Genome-wide CTCF-mediated chromatin interactions have been mapped using Chromatin Interaction Analysis Paired-End Tags (ChIA-PET) in mouse ES cells  and in K562 and MCF7 cell lines (data available at the ENCODE portal on UCSC genome browser). ChIA-PET identifies specific long-range chromatin interactions where widely separated genomic regions are brought to spatial proximity mediated by a protein detected by ChIP .

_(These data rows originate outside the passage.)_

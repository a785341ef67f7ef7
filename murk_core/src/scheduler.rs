use crate::corpus::Corpus;
use crate::input::Input;
use rand_core::RngCore;
use thiserror::Error;

/// Errors that can occur during scheduler operations.
#[derive(Error, Debug)]
pub enum SchedulerError {
    /// Indicates that the corpus is empty, and therefore no input can be scheduled.
    #[error("Corpus is empty, cannot schedule next input")]
    CorpusEmpty,
}

/// A `Scheduler` decides which corpus entry gets mutated next.
pub trait Scheduler<I: Input>: Send + Sync {
    /// Selects and returns the ID of the next input to be mutated.
    ///
    /// # Returns
    /// The ID of the selected entry, or `SchedulerError::CorpusEmpty`.
    fn next(&mut self, corpus: &dyn Corpus<I>, rng: &mut dyn RngCore)
    -> Result<usize, SchedulerError>;

    /// Tells the scheduler that the entry `input_id` was the parent of a mutant
    /// which produced new behavior.
    fn report_new_behavior(&mut self, input_id: usize);
}

/// Uniform random selection. Every entry is equally likely regardless of how
/// recently it produced anything new.
#[derive(Default, Debug)]
pub struct RandomScheduler;

impl RandomScheduler {
    /// Creates a new `RandomScheduler`.
    pub fn new() -> Self {
        RandomScheduler
    }
}

impl<I: Input> Scheduler<I> for RandomScheduler {
    fn next(
        &mut self,
        corpus: &dyn Corpus<I>,
        rng: &mut dyn RngCore,
    ) -> Result<usize, SchedulerError> {
        corpus
            .random_select(rng)
            .map(|(id, _input)| id)
            .ok_or(SchedulerError::CorpusEmpty)
    }

    fn report_new_behavior(&mut self, _input_id: usize) {
        // no weighting
    }
}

Recently, Guelen et al.  identified ~1300 sharply defined large domains defined by interactions with nuclear lamina components. Similarly, Dixon et al.  identified two to three thousand topological domains in multiple cell and tissue types by Hi-C . Both studies suggested that human/mammalian genomes are partitioned into large, discrete domains that are units of chromosome organization. Dixon et al.  and Meuleman et al.  further proposed that these topological domains are common across different cell types and highly conserved across species. Both studies found that boundaries are enriched with CTCF sites. Those studies reinforce the notion that CTCF plays an important role in genome organization.

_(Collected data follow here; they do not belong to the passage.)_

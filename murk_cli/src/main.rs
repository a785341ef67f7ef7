use murk_core::config::{MurkConfig, TargetSettings};
use murk_core::engine::{FuzzSession, Fuzzer, StopHandle};
use murk_core::executor::CommandExecutor;
use murk_core::monitor::CrashStore;
use murk_core::stats::RunSummary;
use murk_core::store::CoverageStore;

use clap::Parser;
use log::{debug, error, info, warn};
use std::path::{Path, PathBuf};
use std::thread;

#[derive(Parser, Debug)]
#[clap(author, version, about, long_about = None)]
struct Cli {
    #[clap(short, long, value_parser)]
    config_file: Option<PathBuf>,
    /// Target command line, split on whitespace. Replaces the configured command.
    #[clap(long)]
    target_command: Option<String>,
    #[clap(short, long)]
    iterations: Option<u64>,
    /// Seed directory.
    #[clap(long)]
    seeds: Option<PathBuf>,
    /// Crash output directory.
    #[clap(long)]
    crashes: Option<PathBuf>,
    #[clap(long)]
    no_dictionary: bool,
    /// Seed for the random stream, for reproducible runs.
    #[clap(long)]
    seed: Option<u64>,
    #[clap(short, long)]
    workers: Option<usize>,
    #[clap(long)]
    status_interval: Option<u64>,
    /// Print the effective configuration and exit.
    #[clap(long)]
    dry_run: bool,
}

const DEFAULT_CONFIG_FILE: &str = "murk.toml";

fn load_config(config_file: Option<&Path>) -> Result<MurkConfig, anyhow::Error> {
    match config_file {
        Some(config_path) => {
            info!("Loading configuration from specified path: {config_path:?}");
            MurkConfig::load_from_file(config_path)
        }
        None => {
            let default_config_path = PathBuf::from(DEFAULT_CONFIG_FILE);
            if default_config_path.exists() {
                info!("No config file specified via CLI, loading default: {default_config_path:?}");
                MurkConfig::load_from_file(&default_config_path)
            } else {
                info!("No '{DEFAULT_CONFIG_FILE}' found, using built-in defaults.");
                Ok(MurkConfig::default())
            }
        }
    }
}

fn apply_overrides(config: &mut MurkConfig, cli: &Cli) {
    if let Some(iterations) = cli.iterations {
        config.fuzzer.max_iterations = iterations;
    }
    if let Some(seed) = cli.seed {
        config.fuzzer.seed = Some(seed);
    }
    if let Some(workers) = cli.workers {
        config.fuzzer.workers = workers;
    }
    if let Some(interval) = cli.status_interval {
        config.fuzzer.status_interval = interval;
    }
    if let Some(seeds) = &cli.seeds {
        config.corpus.seed_dir = seeds.clone();
    }
    if let Some(crashes) = &cli.crashes {
        config.corpus.crash_dir = crashes.clone();
    }
    if cli.no_dictionary {
        config.mutator.use_dictionary = false;
    }
    if let Some(target_cmd_str) = &cli.target_command {
        let command: Vec<String> = target_cmd_str.split_whitespace().map(str::to_string).collect();
        match config.target.as_mut() {
            Some(target) => target.command = command,
            None => config.target = Some(TargetSettings::from_command(command)),
        }
    }
}

/// Waits for Ctrl-C on a helper thread and trips `stop` when it arrives.
fn install_interrupt_handler(stop: StopHandle) -> Result<(), anyhow::Error> {
    let runtime = tokio::runtime::Builder::new_current_thread()
        .enable_all()
        .build()?;
    thread::Builder::new()
        .name("murk-signal".to_string())
        .spawn(move || {
            runtime.block_on(async {
                match tokio::signal::ctrl_c().await {
                    Ok(()) => {
                        warn!("Interrupt received, stopping after the in-flight execution");
                        stop.stop();
                    }
                    Err(e) => error!("Failed to listen for Ctrl-C: {e}"),
                }
            });
        })?;
    Ok(())
}

/// Text printed to stdout once the run ends.
fn final_report(summary: &RunSummary, crash_dir: &Path) -> String {
    let mut report = summary.to_string();
    if summary.unique_crashes > 0 {
        report.push_str(&format!(
            "\n{} unique crash(es) saved to {crash_dir:?}",
            summary.unique_crashes
        ));
    }
    report
}

fn main() -> Result<(), anyhow::Error> {
    env_logger::Builder::from_env(env_logger::Env::default().default_filter_or("info")).init();
    let cli = Cli::parse();

    let mut config = load_config(cli.config_file.as_deref())?;
    apply_overrides(&mut config, &cli);

    if cli.dry_run {
        println!("Effective configuration: {config:#?}");
        return Ok(());
    }
    debug!("Effective configuration: {config:#?}");

    let target = config.target.as_ref().ok_or_else(|| {
        anyhow::anyhow!("No target configured: add a [target] section or pass --target-command")
    })?;
    if target.command.is_empty() {
        anyhow::bail!("Target command is empty");
    }
    let exec_config = target.executor_config();

    let options = config.fuzzer_options();
    let crashes = CrashStore::new(&config.corpus.crash_dir)?;
    let store = CoverageStore::load(&config.corpus.seed_dir);
    let mut session = FuzzSession::new(store, crashes);

    let fuzzer = Fuzzer::new(config.mutator.build(), options.clone());
    install_interrupt_handler(fuzzer.stop_handle())?;

    let summary = if options.workers > 1 {
        fuzzer.run_parallel(&mut session, options.workers, |_worker| {
            CommandExecutor::new(exec_config.clone())
        })
    } else {
        let mut executor = CommandExecutor::new(exec_config);
        fuzzer.run(&mut session, &mut executor)
    };

    println!("{}", final_report(&summary, session.crashes.dir()));
    Ok(())
}

#[cfg(test)]
mod tests {
    use super::*;
    use murk_core::config::ConfigInputDelivery;
    use murk_core::stats::StopReason;
    use std::time::Duration;

    fn summary_with_crashes(unique_crashes: u64) -> RunSummary {
        RunSummary {
            total_executions: 40,
            unique_crashes,
            unique_paths: 3,
            corpus_len: 4,
            runtime: Duration::from_millis(1500),
            reason: StopReason::Interrupted,
        }
    }

    #[test]
    fn cli_overrides_replace_config_values() {
        let cli = Cli::try_parse_from([
            "murk",
            "--iterations",
            "25",
            "--seeds",
            "corpus/in",
            "--crashes",
            "corpus/out",
            "--no-dictionary",
            "--seed",
            "42",
            "--workers",
            "3",
            "--status-interval",
            "5",
            "--target-command",
            "./target --parse",
        ])
        .unwrap();
        let mut config = MurkConfig::default();
        apply_overrides(&mut config, &cli);

        assert_eq!(config.fuzzer.max_iterations, 25);
        assert_eq!(config.fuzzer.seed, Some(42));
        assert_eq!(config.fuzzer.workers, 3);
        assert_eq!(config.fuzzer.status_interval, 5);
        assert_eq!(config.corpus.seed_dir, PathBuf::from("corpus/in"));
        assert_eq!(config.corpus.crash_dir, PathBuf::from("corpus/out"));
        assert!(!config.mutator.use_dictionary);
        let target = config.target.unwrap();
        assert_eq!(target.command, vec!["./target", "--parse"]);
        assert_eq!(target.input_delivery, ConfigInputDelivery::StdIn);
    }

    #[test]
    fn target_command_keeps_configured_delivery() {
        let mut config = MurkConfig::from_toml_str(
            r#"
            [target]
            command = ["old"]
            input-delivery = { file = { template = "{}" } }
            timeout-ms = 100
            "#,
        )
        .unwrap();
        let cli = Cli::try_parse_from(["murk", "--target-command", "new-target"]).unwrap();
        apply_overrides(&mut config, &cli);

        let target = config.target.unwrap();
        assert_eq!(target.command, vec!["new-target"]);
        assert_eq!(target.timeout_ms, 100);
        assert!(matches!(target.input_delivery, ConfigInputDelivery::File { .. }));
    }

    #[test]
    fn no_flags_leave_config_untouched() {
        let cli = Cli::try_parse_from(["murk"]).unwrap();
        let mut config = MurkConfig::default();
        apply_overrides(&mut config, &cli);
        assert_eq!(config.fuzzer.max_iterations, 10_000);
        assert!(config.mutator.use_dictionary);
        assert!(config.target.is_none());
        assert!(!cli.dry_run);
    }

    #[test]
    fn final_report_includes_summary_totals() {
        let report = final_report(&summary_with_crashes(0), Path::new("crashes"));
        assert!(report.starts_with("Fuzzing complete (interrupted)"));
        assert!(report.contains("Total executions:  40"));
        assert!(report.contains("Final corpus size: 4"));
        assert!(!report.contains("saved to"));
    }

    #[test]
    fn final_report_points_at_crash_dir() {
        let report = final_report(&summary_with_crashes(2), Path::new("out/crashes"));
        assert!(report.contains("Unique crashes:    2"));
        assert!(report.ends_with("2 unique crash(es) saved to \"out/crashes\""));
    }
}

Using ChIP-seq (chromatin immunoprecipitation with sequencing) datasets from ENCODE  (http://genome.ucsc.edu/ENCODE/), we identified ~24,000 constitutive CTCF binding sites, ~12,000 of which further co-localized with constitutive cohesin loci. Our computational analysis further revealed that the CTCF-mediated chromatin interaction regions detected by ChIA-PET in both K562 and MCF7 cell lines were enriched with sites where constitutive CTCF and constitutive cohesin co-localized . Furthermore, we found that these CTCF-mediated chromatin interactions were predominantly within topological domains rather than between them. Those results suggest that sites with constitutive CTCF plus constitutive cohesin may be involved in establishing/maintaining global chromatin structure that is common across cell lines [23,24].

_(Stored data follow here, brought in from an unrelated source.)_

//! The fuzzing loop: pick, mutate, execute, classify, admit.

use crate::executor::Executor;
use crate::monitor::{Classifier, CrashStore, CrashStoreError};
use crate::mutator::{Mutator, rng_from_seed};
use crate::stats::{RunStats, RunSummary, StopReason};
use crate::store::CoverageStore;
use log::{debug, error, info};
use rand_chacha::ChaCha8Rng;
use std::path::Path;
use std::sync::atomic::{AtomicBool, AtomicU64, Ordering};
use std::sync::{Arc, Mutex, PoisonError};
use std::thread;
use std::time::Duration;

/// All mutable state of one fuzzing session.
///
/// Owned by the caller and handed to [`Fuzzer::run`] explicitly, so several
/// independent sessions can live in one process.
pub struct FuzzSession {
    pub store: CoverageStore<Vec<u8>>,
    pub crashes: CrashStore,
    pub stats: RunStats,
}

impl FuzzSession {
    pub fn new(store: CoverageStore<Vec<u8>>, crashes: CrashStore) -> Self {
        Self {
            store,
            crashes,
            stats: RunStats::new(),
        }
    }

    /// Loads seeds from `seed_dir` and prepares `crash_dir`.
    pub fn open(seed_dir: &Path, crash_dir: &Path) -> Result<Self, CrashStoreError> {
        let crashes = CrashStore::new(crash_dir)?;
        Ok(Self::new(CoverageStore::load(seed_dir), crashes))
    }
}

#[derive(Debug, Clone)]
pub struct FuzzerOptions {
    pub max_iterations: u64,
    /// Emit a status line every this many executions; zero disables it.
    pub status_interval: u64,
    pub workers: usize,
    pub seed: Option<u64>,
    /// Post-hoc hang threshold applied by the classifier.
    pub timeout: Duration,
}

impl Default for FuzzerOptions {
    fn default() -> Self {
        Self {
            max_iterations: 10_000,
            status_interval: 100,
            workers: 1,
            seed: None,
            timeout: Duration::from_secs(5),
        }
    }
}

/// Cloneable external stop request.
///
/// Checked before every iteration, so a running loop stops within one
/// in-flight target call.
#[derive(Debug, Clone, Default)]
pub struct StopHandle(Arc<AtomicBool>);

impl StopHandle {
    pub fn new() -> Self {
        Self::default()
    }

    pub fn stop(&self) {
        self.0.store(true, Ordering::SeqCst);
    }

    pub fn is_stopped(&self) -> bool {
        self.0.load(Ordering::SeqCst)
    }
}

pub struct Fuzzer<M: Mutator> {
    options: FuzzerOptions,
    mutator: M,
    classifier: Classifier,
    stop: StopHandle,
}

impl<M: Mutator> Fuzzer<M> {
    pub fn new(mutator: M, options: FuzzerOptions) -> Self {
        Self {
            classifier: Classifier::new(options.timeout),
            options,
            mutator,
            stop: StopHandle::new(),
        }
    }

    pub fn options(&self) -> &FuzzerOptions {
        &self.options
    }

    pub fn stop_handle(&self) -> StopHandle {
        self.stop.clone()
    }

    /// Runs a single worker until the iteration budget is spent or a stop is
    /// requested. The summary is logged and returned in both cases.
    pub fn run<E>(&self, session: &mut FuzzSession, executor: &mut E) -> RunSummary
    where
        E: Executor + ?Sized,
    {
        self.log_start(session, 1);
        let mut rng = rng_from_seed(self.options.seed);
        let budget = AtomicU64::new(self.options.max_iterations);
        let shared = Mutex::new(&mut *session);
        let reason = self.worker_loop(&shared, executor, &mut rng, &budget);
        drop(shared);
        self.finish(session, reason)
    }

    /// Runs `workers` loops concurrently, each with its own executor from
    /// `factory` and its own random stream.
    ///
    /// Picking, crash registration and admission all happen under one lock, so
    /// every unique crash is persisted exactly once and the total execution
    /// count equals the iteration budget.
    pub fn run_parallel<E, F>(
        &self,
        session: &mut FuzzSession,
        workers: usize,
        factory: F,
    ) -> RunSummary
    where
        E: Executor,
        F: Fn(usize) -> E + Sync,
    {
        let workers = workers.max(1);
        self.log_start(session, workers);
        let base_rng = rng_from_seed(self.options.seed);
        let budget = AtomicU64::new(self.options.max_iterations);
        let shared = Mutex::new(&mut *session);

        let reasons: Vec<StopReason> = thread::scope(|scope| {
            let handles: Vec<_> = (0..workers)
                .map(|worker| {
                    let mut rng = base_rng.clone();
                    rng.set_stream(worker as u64);
                    let (shared, budget, factory) = (&shared, &budget, &factory);
                    scope.spawn(move || {
                        let mut executor = factory(worker);
                        self.worker_loop(shared, &mut executor, &mut rng, budget)
                    })
                })
                .collect();
            handles
                .into_iter()
                .map(|handle| {
                    handle.join().unwrap_or_else(|_| {
                        error!("Fuzzing worker panicked");
                        StopReason::Interrupted
                    })
                })
                .collect()
        });
        drop(shared);

        let reason = if reasons.contains(&StopReason::Interrupted) {
            StopReason::Interrupted
        } else {
            StopReason::IterationLimit
        };
        self.finish(session, reason)
    }

    fn log_start(&self, session: &FuzzSession, workers: usize) {
        info!(
            "Starting fuzzing: {} iterations, {} worker(s), mutator {}, corpus size {}",
            self.options.max_iterations,
            workers,
            self.mutator.name(),
            session.store.len()
        );
    }

    fn worker_loop<E>(
        &self,
        shared: &Mutex<&mut FuzzSession>,
        executor: &mut E,
        rng: &mut ChaCha8Rng,
        budget: &AtomicU64,
    ) -> StopReason
    where
        E: Executor + ?Sized,
    {
        loop {
            if self.stop.is_stopped() {
                return StopReason::Interrupted;
            }
            if budget
                .fetch_update(Ordering::SeqCst, Ordering::SeqCst, |left| left.checked_sub(1))
                .is_err()
            {
                return StopReason::IterationLimit;
            }

            let picked = {
                let mut session = shared.lock().unwrap_or_else(PoisonError::into_inner);
                session
                    .store
                    .pick(rng)
                    .map(|(id, input)| (id, input.clone()))
            };
            let (parent, candidate) = match picked {
                Ok(picked) => picked,
                Err(e) => {
                    error!("Skipping iteration: {e}");
                    continue;
                }
            };

            let mutated = self.mutator.mutate(&candidate, rng);
            let observation = self.classifier.run(&mut *executor, &mutated);

            let mut session = shared.lock().unwrap_or_else(PoisonError::into_inner);
            session.stats.total_executions += 1;

            if let Some(report) = &observation.crash {
                if session.crashes.register(report) {
                    session.stats.unique_crashes += 1;
                }
            }

            if let Some(outcome) = observation.outcome {
                if !outcome.fingerprint.is_empty()
                    && session
                        .store
                        .admit_mutant(parent, mutated, &outcome.fingerprint)
                {
                    session.stats.record_new_path();
                    debug!(
                        "New path {} (corpus size {})",
                        outcome.fingerprint,
                        session.store.len()
                    );
                }
            }

            let interval = self.options.status_interval;
            if interval > 0 && session.stats.total_executions % interval == 0 {
                info!("{}", session.stats.status_line(session.store.len()));
            }
        }
    }

    fn finish(&self, session: &FuzzSession, reason: StopReason) -> RunSummary {
        let summary = session.stats.summary(session.store.len(), reason);
        for line in summary.to_string().lines() {
            info!("{line}");
        }
        summary
    }
}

ENCODE  makes available ChIP-seq data for CTCF as well as other proteins, with multiple cell lines available for some proteins. These data allowed us to identify CTCF binding sites within CTCF peaks and within ChIP-seq peaks for other proteins. We refer to a genomic site that is bound by a protein in more than 90% of cell lines as a “constitutive” site (Figure 1). (Our choice of 90% was arbitrary but designed to balance stringency with possible false negatives). We used those CTCF binding sites as surrogates both to identify constitutive CTCF loci and to identify, for other proteins, their constitutive loci that overlapped with constitutive CTCF loci (Figure 1).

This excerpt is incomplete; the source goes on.